▶ PROBLEM
Scan the records for the string "application" and copy every line that holds it.
━━ RECORDS FOR THIS TASK ━━
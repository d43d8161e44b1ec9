pub mod engines;
pub mod observability;
pub mod runtime;
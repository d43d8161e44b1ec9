use asr_hub::application::services::{TimestampStyle, format_timestamp, render, render_srt, render_vtt};
use asr_hub::domain::{ResponseFormat, Task, Transcript, Word};

use crate::helpers::segment;

fn two_segment_transcript() -> Transcript {
    Transcript::new(
        Task::Transcribe,
        "en".to_string(),
        3.5,
        vec![
            segment(0, 0.0, 1.5, " Hello there."),
            segment(1, 1.5, 3.5, " General Kenobi."),
        ],
    )
}

#[test]
fn given_fractional_seconds_when_formatting_then_floors_each_field() {
    assert_eq!(format_timestamp(65.125, TimestampStyle::Srt), "00:01:05,125");
    assert_eq!(format_timestamp(65.125, TimestampStyle::Vtt), "00:01:05.125");
}

#[test]
fn given_hours_when_formatting_then_zero_padded() {
    assert_eq!(format_timestamp(3725.5, TimestampStyle::Srt), "01:02:05,500");
    assert_eq!(format_timestamp(0.0, TimestampStyle::Vtt), "00:00:00.000");
}

#[test]
fn given_negative_or_nan_when_formatting_then_zero() {
    assert_eq!(format_timestamp(-2.0, TimestampStyle::Srt), "00:00:00,000");
    assert_eq!(format_timestamp(f64::NAN, TimestampStyle::Srt), "00:00:00,000");
}

#[test]
fn given_two_segments_when_rendering_srt_then_numbered_blocks() {
    let transcript = two_segment_transcript();

    let srt = render_srt(&transcript.segments);

    assert_eq!(
        srt,
        "1\n00:00:00,000 --> 00:00:01,500\n Hello there.\n\n\
         2\n00:00:01,500 --> 00:00:03,500\n General Kenobi.\n\n"
    );
}

#[test]
fn given_two_segments_when_rendering_vtt_then_header_and_dot_timestamps() {
    let transcript = two_segment_transcript();

    let vtt = render_vtt(&transcript.segments);

    assert_eq!(
        vtt,
        "WEBVTT\n\n\
         00:00:00.000 --> 00:00:01.500\n Hello there.\n\n\
         00:00:01.500 --> 00:00:03.500\n General Kenobi.\n\n"
    );
}

#[test]
fn given_no_segments_when_rendering_vtt_then_header_only() {
    assert_eq!(render_vtt(&[]), "WEBVTT\n\n");
    assert_eq!(render_srt(&[]), "");
}

#[test]
fn given_json_format_when_rendering_then_text_only_object() {
    let rendered = render(&two_segment_transcript(), ResponseFormat::Json).unwrap();

    assert_eq!(rendered.content_type, "application/json");
    let value: serde_json::Value = serde_json::from_str(&rendered.body).unwrap();
    assert_eq!(value, serde_json::json!({"text": "Hello there. General Kenobi."}));
}

#[test]
fn given_text_format_when_rendering_then_plain_full_text() {
    let rendered = render(&two_segment_transcript(), ResponseFormat::Text).unwrap();

    assert!(rendered.content_type.starts_with("text/plain"));
    assert_eq!(rendered.body, "Hello there. General Kenobi.");
}

#[test]
fn given_verbose_json_without_words_when_rendering_then_no_words_key() {
    let rendered = render(&two_segment_transcript(), ResponseFormat::VerboseJson).unwrap();

    let value: serde_json::Value = serde_json::from_str(&rendered.body).unwrap();
    assert_eq!(value["task"], "transcribe");
    assert_eq!(value["language"], "en");
    assert_eq!(value["duration"], 3.5);
    assert_eq!(value["segments"].as_array().unwrap().len(), 2);
    assert!(value.get("words").is_none());
}

#[test]
fn given_verbose_json_with_words_when_rendering_then_top_level_words() {
    let mut first = segment(0, 0.0, 1.0, " Hi");
    first.words = Some(vec![Word {
        start: 0.0,
        end: 1.0,
        text: " Hi".to_string(),
        probability: 0.9,
    }]);
    let mut second = segment(1, 1.0, 2.0, " there");
    second.words = Some(vec![]);
    let transcript = Transcript::new(Task::Transcribe, "en".to_string(), 2.0, vec![first, second]);

    let rendered = render(&transcript, ResponseFormat::VerboseJson).unwrap();

    let value: serde_json::Value = serde_json::from_str(&rendered.body).unwrap();
    assert_eq!(value["words"].as_array().unwrap().len(), 1);
    assert_eq!(value["words"][0]["word"], " Hi");
    assert_eq!(value["segments"][1]["words"], serde_json::json!([]));
}

#[test]
fn given_vtt_format_when_rendering_then_vtt_content_type() {
    let rendered = render(&two_segment_transcript(), ResponseFormat::Vtt).unwrap();

    assert!(rendered.content_type.starts_with("text/vtt"));
    assert!(rendered.body.starts_with("WEBVTT\n\n"));
}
━━━
▶ SOLVED EXERCISE
use asr_hub::application::services::{TimestampStyle, format_timestamp, render, render_srt, render_vtt};
    assert_eq!(rendered.content_type, "application/json");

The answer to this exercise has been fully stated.